◆ Extracted data:
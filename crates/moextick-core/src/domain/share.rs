use std::fmt::{Display, Formatter};

use rust_decimal::Decimal;
use serde::{Deserialize, Serialize};
use time::Date;

use crate::table::Row;
use crate::ValidationError;

/// Marketdata columns that count as live share trading.
pub const SHARE_PRICE_COLUMNS: &[&str] = &["LAST", "WAPRICE", "OPEN", "HIGH", "LOW"];

/// Share record built from the `securities` row of the selected board and
/// its `marketdata` row.
#[derive(Debug, Clone, PartialEq, Eq, Serialize, Deserialize)]
pub struct Share {
    pub sec_id: String,
    pub short_name: Option<String>,
    pub sec_name: Option<String>,
    pub isin: Option<String>,
    pub reg_number: Option<String>,
    pub board_id: Option<String>,
    pub board_name: Option<String>,

    pub last_price: Option<Decimal>,
    pub open_price: Option<Decimal>,
    pub high_price: Option<Decimal>,
    pub low_price: Option<Decimal>,
    pub prev_price: Option<Decimal>,

    pub currency_id: Option<String>,
    pub min_step: Option<Decimal>,
    pub decimals: Option<i64>,
    #[serde(default, with = "super::iso_date::option")]
    pub settle_date: Option<Date>,

    pub lot_size: Option<i64>,
    pub face_value: Option<Decimal>,
    pub issue_size: Option<i64>,

    pub status: Option<String>,
    pub list_level: Option<i64>,
    pub sec_type: Option<String>,
    pub sector_id: Option<String>,
    pub market_code: Option<String>,
    pub instr_id: Option<String>,
}

impl Share {
    /// Builds a share from its reference row and, when trading, its
    /// marketdata row. `last_price` falls back from `LAST` to `WAPRICE`.
    pub fn from_rows(security: &Row, market: Option<&Row>) -> Result<Self, ValidationError> {
        let sec_id = security
            .text("SECID")
            .ok_or(ValidationError::MissingField { field: "SECID" })?;
        let market_price = |columns: &[&str]| market.and_then(|row| row.first_decimal(columns));

        Ok(Self {
            sec_id,
            short_name: security.text("SHORTNAME"),
            sec_name: security.text("SECNAME"),
            isin: security.text("ISIN"),
            reg_number: security.text("REGNUMBER"),
            board_id: security.board_id(),
            board_name: security.text("BOARDNAME"),
            last_price: market_price(&["LAST", "WAPRICE"]),
            open_price: market_price(&["OPEN"]),
            high_price: market_price(&["HIGH"]),
            low_price: market_price(&["LOW"]),
            prev_price: security.decimal("PREVPRICE"),
            currency_id: security.text("CURRENCYID"),
            min_step: security.decimal("MINSTEP"),
            decimals: security.int("DECIMALS"),
            settle_date: security.date("SETTLEDATE"),
            lot_size: security.int("LOTSIZE"),
            face_value: security.decimal("FACEVALUE"),
            issue_size: security.int("ISSUESIZE"),
            status: security.text("STATUS"),
            list_level: security.int("LISTLEVEL"),
            sec_type: security.text("SECTYPE"),
            sector_id: security.text("SECTORID"),
            market_code: security.text("MARKETCODE"),
            instr_id: security.text("INSTRID"),
        })
    }

    /// Cost of one lot at the last price.
    pub fn lot_price(&self) -> Option<Decimal> {
        self.last_price?.checked_mul(Decimal::from(self.lot_size?))
    }

    /// Change from the previous close in percent, rounded to two places.
    pub fn change_percent(&self) -> Option<Decimal> {
        let last = self.last_price?;
        let prev = self.prev_price.filter(|prev| !prev.is_zero())?;
        let change = last.checked_sub(prev)?.checked_div(prev)?;
        Some(change.checked_mul(Decimal::ONE_HUNDRED)?.round_dp(2))
    }
}

impl Display for Share {
    fn fmt(&self, f: &mut Formatter<'_>) -> std::fmt::Result {
        write!(f, "Share {}", self.sec_id)?;
        if let Some(short_name) = &self.short_name {
            write!(f, " | {short_name}")?;
        }
        if let Some(last_price) = self.last_price {
            write!(f, " | price={last_price}")?;
        }
        Ok(())
    }
}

◆ Work required: Answer with the exact lines running from the one that contains "let last = self.last_price?;" through the last line of the data. Include no other line.

◆ Output of the exercise:
        let last = self.last_price?;
        let prev = self.prev_price.filter(|prev| !prev.is_zero())?;
        let change = last.checked_sub(prev)?.checked_div(prev)?;
        Some(change.checked_mul(Decimal::ONE_HUNDRED)?.round_dp(2))
    }
}

impl Display for Share {
    fn fmt(&self, f: &mut Formatter<'_>) -> std::fmt::Result {
        write!(f, "Share {}", self.sec_id)?;
        if let Some(short_name) = &self.short_name {
            write!(f, " | {short_name}")?;
        }
        if let Some(last_price) = self.last_price {
            write!(f, " | price={last_price}")?;
        }
        Ok(())
    }
}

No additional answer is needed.